В прихожей Леопольдина позволила ему разместить памятные вещи — бюст Брута и гравюры с изображением могилы Марата и клятвы в Зале для игры в мяч. Здесь же расположилась специальная вешалка, на которую можно было повесить красный колпак. Большая гостиная с обитой шелковой камчатной тканью мебелью, напоминала скорее Трианон, чем Якобинский клуб. Между двумя серебряными канделябрами стояли, например, часы из белого и голубого мрамора с купидоном из севрского фарфора. Но больше всего Шабо нравилась спальня. Его восхищали шторы в желтую и белую полоску на белой подкладке из тафты и такое же покрывало на огромной кровати из позолоченного дерева. Четыре колонны поддерживали балдахин, украшенный перьями. Кроме кровати, здесь стояли два канапе, четыре кресла, два стула, туалетный столик из красного дерева и большое зеркало, чтобы в нем отражалась красота дорогой Польдины.
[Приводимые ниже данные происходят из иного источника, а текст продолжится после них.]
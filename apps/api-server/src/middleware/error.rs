//! Error handling - RFC 7807 compliant responses.

use std::time::Duration;

use actix_web::{HttpResponse, ResponseError, http::StatusCode};
use keystone_core::GateError;
use keystone_shared::ErrorResponse;

/// Application-level error type that converts to RFC 7807 responses.
#[derive(Debug, thiserror::Error)]
pub enum AppError {
    #[error("Bad request: {0}")]
    BadRequest(String),

    /// The calling client exceeded its allowance.
    #[error("Rate limited for {}s", .0.as_secs())]
    RateLimited(Duration),

    /// Our upstream quota is exhausted.
    #[error("Upstream rate limited")]
    UpstreamRateLimited,

    #[error("Upstream error: {0}")]
    Upstream(String),

    #[error("Internal error: {0}")]
    Internal(String),
}

/// Header carrying the requests left in the caller's window.
pub const RATE_LIMIT_REMAINING_HEADER: &str = "X-RateLimit-Remaining";
/// Header carrying the seconds until the caller's window closes.
pub const RATE_LIMIT_RESET_HEADER: &str = "X-RateLimit-Reset";

/// Whole seconds to advertise for a wait, rounded up and never less than one.
pub fn ceil_secs(wait: &Duration) -> u64 {
    let secs = wait.as_secs();
    if wait.subsec_nanos() > 0 {
        secs.saturating_add(1)
    } else {
        secs.max(1)
    }
}

impl ResponseError for AppError {
    fn status_code(&self) -> StatusCode {
        match self {
            AppError::BadRequest(_) => StatusCode::BAD_REQUEST,
            AppError::RateLimited(_) | AppError::UpstreamRateLimited => {
                StatusCode::TOO_MANY_REQUESTS
            }
            AppError::Upstream(_) => StatusCode::BAD_GATEWAY,
            AppError::Internal(_) => StatusCode::INTERNAL_SERVER_ERROR,
        }
    }

    fn error_response(&self) -> HttpResponse {
        let mut builder = HttpResponse::build(self.status_code());

        let error = match self {
            AppError::BadRequest(detail) => ErrorResponse::bad_request(detail),
            AppError::RateLimited(retry_after) => {
                let secs = ceil_secs(retry_after);
                builder
                    .insert_header(("Retry-After", secs.to_string()))
                    .insert_header((RATE_LIMIT_REMAINING_HEADER, "0"))
                    .insert_header((RATE_LIMIT_RESET_HEADER, secs.to_string()));
                ErrorResponse::too_many_requests(format!(
                    "Rate limit exceeded. Try again in {} seconds.",
                    secs
                ))
                .with_retry_after(secs)
            }
            AppError::UpstreamRateLimited => ErrorResponse::too_many_requests(
                "The listing provider is busy. Please try again shortly.",
            ),
            AppError::Upstream(detail) => {
                tracing::error!("Upstream error: {}", detail);
                ErrorResponse::bad_gateway("The listing provider could not be reached.")
            }
            AppError::Internal(detail) => {
                tracing::error!("Internal error: {}", detail);
                ErrorResponse::internal_error()
            }
        };

        builder.json(error)
    }
}

impl From<GateError> for AppError {
    fn from(err: GateError) -> Self {
        match err {
            GateError::RateLimited { retry_after } => AppError::RateLimited(retry_after),
            GateError::UpstreamRateLimited => AppError::UpstreamRateLimited,
            GateError::Upstream(cause) => AppError::Upstream(cause.to_string()),
        }
    }
}

/// Result type alias for handlers.
pub type AppResult<T> = Result<T, AppError>;
//! Background jobs.

mod sweep;

pub use sweep::{SweepConfig, Sweeper};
На комоде — одному господу известно зачем — красовался бюст Цицерона. Пред полагалось, что он придется по вкусу хозяину квартиры, убежденному республиканцу…
Шабо был очарован такой предупредительностью. Заниматься любовью под пристальным взглядом человека, раскрывшего заговор Каталины, казалось ему верхом утонченности и хорошего вкуса. Для бывшего монаха это казалось куда более возбуждающим, чем распятие, некогда висевшее над его кроватью. Ему не терпелось обосноваться в этих апартаментах, этом любовном гнездышке, где его невеста будет наконец принадлежать ему. Короче говоря, Шабо торопил день свадьбы — тем более что Джуниус, источавший аромат добродетели, как другие источают аромат флорентийского ириса, до дня свадьбы собирался строго следить за тем, чтобы его будущий зять держал в узде свой бешеный темперамент и соблюдал приличия.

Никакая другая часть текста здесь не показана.